What we found was not hot, not flat and not crowded. We get three months of every season so when you are about tired of one, the next one starts. We're in a small town where you can stop at the gas station and chat with your neighbors for an hour, yet close enough to D.C. (2.5 hour drive) to see the museums and things. In Florida, you had to drive for hours just to start your trip. Here, we can be in five different states in a matter of hours.

Unless the good Lord has other plans, I am going to die here.

-Frank
 
   / Why do you live there??? #17  
I'm an academic-type with a specialty that requires a fair-sized university to have a place to do my thing. Both my wife and I are from East Tennessee (note the capital E in East - it isn't the same state as Memphis), and we moved from there to Norman, Oklahoma, then to the suburbs of San Juan, Puerto Rico, and finally to the middle of Missouri, as my career meandered along. I can't say I'm strongly attached to Missouri, though the southern part of the state is nice and reminds me of home. I would retire back to the mountains of East Tennessee, western North Carolina, northeast Georgia, or the corner of Virginia, if I had my wish. However, we now have locally produced grandchildren, and I suspect we are rooted here. Three years ago, we moved out of the small city where the university is located onto about 10.5 acres, far enough from the city limits that we expect to expire before we are annexed. I miss mountains and clear running streams. This part of the state tends more toward muddy creeks, many of which only flow during spring. There are some beautiful areas around here, and I like my little homestead, but I fear I am one of those people who will always feel a strong pull by the old home place. It always seems to me that there should be a mountain just over there a little ways, and it's not there.

Chuck
 
   / Why do you live there??? #18  
I have lived in 4 places (in a small town) before getting married almost 34 years ago, and 3 places (out of town) since then. All of these are within a two mile radius. I have been to Arizona, Florida, and places in between. I spent a week in Ecuador and one in Hawaii.
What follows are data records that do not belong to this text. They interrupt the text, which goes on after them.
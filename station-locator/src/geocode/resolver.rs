//! Address-to-coordinates resolution with a degrading fallback chain.

use tracing::{debug, warn};

use crate::domain::Coordinates;

use super::address::{city_fallback, simplify};
use super::client::SearchCandidate;
use super::error::GeocodeError;

/// Maximum lookups per `geocode` call: the original query plus one
/// simplified retry. A bounded loop, so a change to the simplification
/// rules can never loop forever.
const MAX_ATTEMPTS: usize = 2;

/// Trait for running text-search queries.
///
/// This abstraction allows the fallback chain to be tested with mock data.
pub trait SearchProvider {
    /// Query the provider, returning its ranked candidates.
    ///
    /// An empty vector means "nothing found"; `Err` means the provider
    /// could not be asked at all.
    async fn search(&self, query: &str) -> Result<Vec<SearchCandidate>, GeocodeError>;
}

/// Resolves free-text addresses to coordinates.
///
/// Transport failures never escape: every provider error is logged and
/// normalized to `None`, so callers only ever see "found" or "not found".
#[derive(Debug, Clone)]
pub struct Geocoder<P: SearchProvider> {
    provider: P,
}

impl<P: SearchProvider> Geocoder<P> {
    /// Create a geocoder over the given search provider.
    pub fn new(provider: P) -> Self {
        Self { provider }
    }

    /// Resolve an address to coordinates.
    ///
    /// The provider's first candidate wins. When the lookup comes back
    /// empty and the address still has street-level detail (3 or more
    /// comma-separated segments), it is retried once with only the last
    /// 3 segments. Empty input returns `None` without any network call.
    pub async fn geocode(&self, address: &str) -> Option<Coordinates> {
        let trimmed = address.trim();
        if trimmed.is_empty() {
            return None;
        }

        let mut query = trimmed.to_string();
        for attempt in 1..=MAX_ATTEMPTS {
            if let Some(coords) = self.lookup(&query).await {
                return Some(coords);
            }

            if attempt == MAX_ATTEMPTS {
                break;
            }

            // An address with fewer than 3 segments has no street-level
            // detail left to drop, so a retry would just repeat the query.
            if query.split(',').count() < 3 {
                break;
            }

            query = simplify(&query);
            debug!(retry = %query, "geocode retrying with simplified address");
        }

        None
    }

    /// Resolve an address through the full three-tier fallback chain.
    ///
    /// Tries the address verbatim, then simplified, then a city-level
    /// query. Each tier runs only if the previous one found nothing.
    pub async fn geocode_multi_source(&self, address: &str) -> Option<Coordinates> {
        if let Some(coords) = self.geocode(address).await {
            return Some(coords);
        }

        let simplified = simplify(address);
        if simplified != address.trim() {
            if let Some(coords) = self.geocode(&simplified).await {
                return Some(coords);
            }
        }

        let city = city_fallback(address);
        if city.is_empty() {
            return None;
        }

        debug!(city = %city, "geocode falling back to city-level query");
        self.geocode(&city).await
    }

    /// One provider query. `None` covers empty result sets, transport
    /// failures, and unparseable candidates alike.
    async fn lookup(&self, query: &str) -> Option<Coordinates> {
        let candidates = match self.provider.search(query).await {
            Ok(candidates) => candidates,
            Err(e) => {
                warn!(query, error = %e, "geocode lookup failed");
                return None;
            }
        };

        let first = candidates.into_iter().next()?;
        match (first.lat.parse::<f64>(), first.lon.parse::<f64>()) {
            (Ok(lat), Ok(lng)) => Some(Coordinates::new(lat, lng)),
            _ => {
                warn!(
                    query,
                    lat = %first.lat,
                    lon = %first.lon,
                    "geocode candidate has non-numeric coordinates"
                );
                None
            }
        }
    }
}

#[cfg(test)]
mod tests {
    use super::*;
    use std::collections::HashMap;
    use std::sync::Mutex;

    fn candidate(lat: &str, lon: &str) -> SearchCandidate {
        SearchCandidate {
            lat: lat.to_string(),
            lon: lon.to_string(),
            display_name: "somewhere".to_string(),
        }
    }

    /// Mock search provider recording every query it receives.
    struct MockProvider {
        responses: HashMap<String, Vec<SearchCandidate>>,
        failing: Vec<String>,
        queries: Mutex<Vec<String>>,
    }

    impl MockProvider {
        fn new() -> Self {
            Self {
                responses: HashMap::new(),
                failing: Vec::new(),
                queries: Mutex::new(Vec::new()),
            }
        }

        fn respond(mut self, query: &str, candidates: Vec<SearchCandidate>) -> Self {
            self.responses.insert(query.to_string(), candidates);
            self
        }

        fn fail_on(mut self, query: &str) -> Self {
            self.failing.push(query.to_string());
            self
        }

        fn queries(&self) -> Vec<String> {
            self.queries.lock().unwrap().clone()
        }
    }

    impl SearchProvider for MockProvider {
        async fn search(&self, query: &str) -> Result<Vec<SearchCandidate>, GeocodeError> {
            self.queries.lock().unwrap().push(query.to_string());
            if self.failing.iter().any(|q| q == query) {
                return Err(GeocodeError::RateLimited);
            }
            Ok(self.responses.get(query).cloned().unwrap_or_default())
        }
    }

    #[tokio::test]
    async fn empty_address_makes_no_network_call() {
        let geocoder = Geocoder::new(MockProvider::new());

        assert_eq!(geocoder.geocode("").await, None);
        assert_eq!(geocoder.geocode("   ").await, None);
        assert!(geocoder.provider.queries().is_empty());
    }

    #[tokio::test]
    async fn first_try_success_is_a_single_call() {
        let provider = MockProvider::new().respond(
            "709 Nguyen Xien, District, City",
            vec![candidate("20.9717", "105.8014")],
        );
        let geocoder = Geocoder::new(provider);

        let coords = geocoder.geocode("709 Nguyen Xien, District, City").await;

        assert_eq!(coords, Some(Coordinates::new(20.9717, 105.8014)));
        assert_eq!(
            geocoder.provider.queries(),
            vec!["709 Nguyen Xien, District, City"]
        );
    }

    #[tokio::test]
    async fn empty_result_retries_with_last_three_segments() {
        let provider = MockProvider::new().respond(
            "Y Ward, Z District, W City",
            vec![candidate("21.01", "105.82")],
        );
        let geocoder = Geocoder::new(provider);

        let coords = geocoder.geocode("123 X St, Y Ward, Z District, W City").await;

        assert_eq!(coords, Some(Coordinates::new(21.01, 105.82)));
        assert_eq!(
            geocoder.provider.queries(),
            vec![
                "123 X St, Y Ward, Z District, W City",
                "Y Ward, Z District, W City",
            ]
        );
    }

    #[tokio::test]
    async fn three_segment_failure_retries_exactly_once() {
        let geocoder = Geocoder::new(MockProvider::new());

        let coords = geocoder.geocode("a,b,c").await;

        assert_eq!(coords, None);
        assert_eq!(geocoder.provider.queries(), vec!["a,b,c", "a, b, c"]);
    }

    #[tokio::test]
    async fn short_address_failure_does_not_retry() {
        let geocoder = Geocoder::new(MockProvider::new());

        let coords = geocoder.geocode("Y Ward, Z District").await;

        assert_eq!(coords, None);
        assert_eq!(geocoder.provider.queries(), vec!["Y Ward, Z District"]);
    }

    #[tokio::test]
    async fn provider_failure_is_just_not_found() {
        let provider = MockProvider::new().fail_on("Hanoi");
        let geocoder = Geocoder::new(provider);

        assert_eq!(geocoder.geocode("Hanoi").await, None);
        assert_eq!(geocoder.provider.queries(), vec!["Hanoi"]);
    }

    #[tokio::test]
    async fn first_candidate_wins() {
        let provider = MockProvider::new().respond(
            "Hanoi",
            vec![candidate("21.02", "105.83"), candidate("10.76", "106.66")],
        );
        let geocoder = Geocoder::new(provider);

        assert_eq!(
            geocoder.geocode("Hanoi").await,
            Some(Coordinates::new(21.02, 105.83))
        );
    }

    #[tokio::test]
    async fn non_numeric_candidate_is_not_found() {
        let provider =
            MockProvider::new().respond("Hanoi", vec![candidate("not-a-number", "105.83")]);
        let geocoder = Geocoder::new(provider);

        assert_eq!(geocoder.geocode("Hanoi").await, None);
    }

    #[tokio::test]
    async fn multi_source_short_circuits_on_first_tier() {
        let provider = MockProvider::new().respond(
            "709 Nguyen Xien, Thanh Xuan, Ha Noi",
            vec![candidate("20.97", "105.80")],
        );
        let geocoder = Geocoder::new(provider);

        let coords = geocoder
            .geocode_multi_source("709 Nguyen Xien, Thanh Xuan, Ha Noi")
            .await;

        assert_eq!(coords, Some(Coordinates::new(20.97, 105.80)));
        assert_eq!(geocoder.provider.queries().len(), 1);
    }

    #[tokio::test]
    async fn multi_source_falls_back_to_canonical_city() {
        let provider =
            MockProvider::new().respond("Hà Nội", vec![candidate("21.0278", "105.8342")]);
        let geocoder = Geocoder::new(provider);

        let coords = geocoder
            .geocode_multi_source("709 Nguyen Xien, Thanh Xuan, Ha Noi")
            .await;

        assert_eq!(coords, Some(Coordinates::new(21.0278, 105.8342)));
        assert_eq!(
            geocoder.provider.queries().last().map(String::as_str),
            Some("Hà Nội")
        );
    }

    #[tokio::test]
    async fn multi_source_city_tier_uses_last_segment_when_unrecognized() {
        let provider = MockProvider::new().respond("Sai Gon", vec![candidate("10.76", "106.66")]);
        let geocoder = Geocoder::new(provider);

        let coords = geocoder
            .geocode_multi_source("12 Le Loi, District 1, Sai Gon")
            .await;

        assert_eq!(coords, Some(Coordinates::new(10.76, 106.66)));
        assert_eq!(
            geocoder.provider.queries().last().map(String::as_str),
            Some("Sai Gon")
        );
    }

    #[tokio::test]
    async fn multi_source_exhausted_is_not_found() {
        let geocoder = Geocoder::new(MockProvider::new());

        let coords = geocoder
            .geocode_multi_source("123 X St, Y Ward, Z District, W City")
            .await;

        assert_eq!(coords, None);
    }
}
I like it here because of the seasons, familiarity, family nearby and the terrain. People from the northern part of the commonwealth call us "flatlanders", because it isn't nearly as hilly as up North. Real flat land, like Florida or out in the western part of the US doesn't appeal to me at all. Wifey and I have thought about pulling up stakes and relocating to the area around State College or farther North at times just because we want to be farther from the cities and towns that are creeping nearer and nearer.

I can still walk out back and try different loads in the pistol without disturbing anyone. I like it that way. We don't dislike people, but do enjoy living with enough space so the neighbors don't hear us when we flush the toilet /forums/images/graemlins/wink.gif................chim
 
   / Why do you live there??? #19  
Born and raised in WV and love the peace and quiet of the country although with our crazy county commissioners, they are trying to turn our county into more of a city type place. I travel back and forth to Washington DC to work and wouldn't live there if someone paid me. The trip by commuter train is about 1.5 to 2 hours each way. It makes for a long day but watching my kids running through our land makes it all worth it. I have pictures of my tractor and land in my office and the people I work with who live in the DC area are just amazed. The funniest thing is about these crazy cicadas. DC has them all over the place and I haven't seen a single one at my place knock on wood. People around me have them on their property but not one on mine yet.
 
   / Why do you live there??? #20  
Pacific Northwest, rains all the time, traffic is terrible, prices are out of sight, full of mean spirted people, nobody lives here it is to crowded. Stay away at all costs.